- **WHAT TO DO**
Every line that contains "nomic" must be located and copied from the data.

- **Collected data**
───

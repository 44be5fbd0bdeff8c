use campus_assistant::config::{Config, EmbeddingKind, GeneratorKind};
use campus_assistant::domain::error::DomainError;
use campus_assistant::domain::ports::embedding_port::EmbeddingProvider;
use campus_assistant::domain::ports::generation_port::TextGenerator;
use std::collections::HashMap;
use std::path::PathBuf;
use std::time::Duration;

fn config(vars: &[(&str, &str)]) -> Result<Config, DomainError> {
    let vars: HashMap<String, String> = vars.iter().map(|(k, v)| (k.to_string(), v.to_string())).collect();
    Config::from_lookup(|key| vars.get(key).cloned())
}

#[test]
fn test_defaults() {
    let config = config(&[]).unwrap();

    assert_eq!(config.knowledge_path, PathBuf::from("data/college_knowledge.csv"));
    assert_eq!(config.index_dir, PathBuf::from("index_store"));
    assert_eq!(config.embedding, EmbeddingKind::Hashing);
    assert_eq!(config.generator, GeneratorKind::Gemini);
    assert_eq!(config.generator_timeout, Duration::from_secs(15));
    assert_eq!(config.top_k, 3);
    assert_eq!(config.max_answer_chars, 300);
    assert!(config.trust_threshold.is_none());
    assert!(config.greeting_reply.as_deref().unwrap().contains("Siliguri Institute of Technology"));
}

#[test]
fn test_overrides() {
    let config = config(&[
        ("CAMPUS_INDEX_DIR", "/tmp/idx"),
        ("CAMPUS_EMBEDDING_PROVIDER", "Ollama"),
        ("CAMPUS_EMBEDDING_MODEL", "nomic-embed-text"),
        ("CAMPUS_TOP_K", "5"),
        ("CAMPUS_INSTITUTION_NAME", "Example College"),
        ("CAMPUS_GREETING_REPLY", ""),
        ("CAMPUS_GENERATOR_TIMEOUT_SECS", "3"),
    ])
    .unwrap();

    assert_eq!(config.index_dir, PathBuf::from("/tmp/idx"));
    assert_eq!(config.embedding, EmbeddingKind::Ollama);
    assert_eq!(config.top_k, 5);
    assert_eq!(config.institution.name, "Example College");
    assert!(config.greeting_reply.is_none());
    assert_eq!(config.generator_timeout, Duration::from_secs(3));

    let embedder = config.embedder().unwrap();
    assert_eq!(embedder.model_id(), "nomic-embed-text");
    assert_eq!(config.threshold_for(embedder.model_id()).unwrap().value(), 0.6);
}

#[test]
fn test_invalid_values_are_rejected() {
    assert!(matches!(config(&[("CAMPUS_TOP_K", "0")]), Err(DomainError::Config(_))));
    assert!(matches!(config(&[("CAMPUS_TOP_K", "three")]), Err(DomainError::Config(_))));
    assert!(matches!(config(&[("CAMPUS_EMBEDDING_PROVIDER", "bert")]), Err(DomainError::Config(_))));
    assert!(matches!(config(&[("CAMPUS_GENERATOR", "claude")]), Err(DomainError::Config(_))));
    assert!(matches!(config(&[("CAMPUS_TRUST_THRESHOLD", "-1")]), Err(DomainError::Config(_))));
}

#[test]
fn test_unknown_model_needs_explicit_threshold() {
    let config_without = config(&[]).unwrap();
    assert!(matches!(config_without.threshold_for("my-custom-model"), Err(DomainError::Config(_))));
    assert_eq!(config_without.threshold_for("hashing-v2").unwrap().value(), 0.9);

    let config_with = config(&[("CAMPUS_TRUST_THRESHOLD", "0.42")]).unwrap();
    assert_eq!(config_with.threshold_for("my-custom-model").unwrap().value(), 0.42);
    // An explicit value also overrides the tuned table.
    assert_eq!(config_with.threshold_for("hashing-v2").unwrap().value(), 0.42);
}

#[test]
fn test_remote_embedders_need_a_key() {
    let config = config(&[("CAMPUS_EMBEDDING_PROVIDER", "voyage")]).unwrap();
    assert!(matches!(config.embedder(), Err(DomainError::Config(_))));
}

#[test]
fn test_generator_wiring() {
    assert!(config(&[]).unwrap().generator().unwrap().is_none());
    assert!(config(&[("GEMINI_API_KEY", "k")]).unwrap().generator().unwrap().is_some());
    assert!(config(&[("CAMPUS_GENERATOR", "none"), ("GEMINI_API_KEY", "k")])
        .unwrap()
        .generator()
        .unwrap()
        .is_none());
    assert!(config(&[("CAMPUS_GENERATOR", "openai"), ("CAMPUS_GENERATOR_URL", "http://localhost:8080/v1")])
        .unwrap()
        .generator()
        .unwrap()
        .is_some());

    let generator = config(&[("CAMPUS_GENERATOR_API_KEY", "k")]).unwrap().generator().unwrap().unwrap();
    assert_eq!(generator.name(), "gemini");
}

#[test]
fn test_policy_carries_settings() {
    let config = config(&[
        ("CAMPUS_CONTEXT_ROWS", "2"),
        ("CAMPUS_MAX_ANSWER_CHARS", "120"),
        ("CAMPUS_INSTITUTION_CONTACT", "help@example.edu"),
    ])
    .unwrap();

    let policy = config.policy_for("hashing-v2").unwrap();
    assert_eq!(policy.context_rows, 2);
    assert_eq!(policy.max_answer_chars, 120);
    assert_eq!(policy.institution.cannot_answer(), "Please contact: help@example.edu");
}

───

- **RESPONSE TO THE TASK**
        ("CAMPUS_EMBEDDING_MODEL", "nomic-embed-text"),
    assert_eq!(embedder.model_id(), "nomic-embed-text");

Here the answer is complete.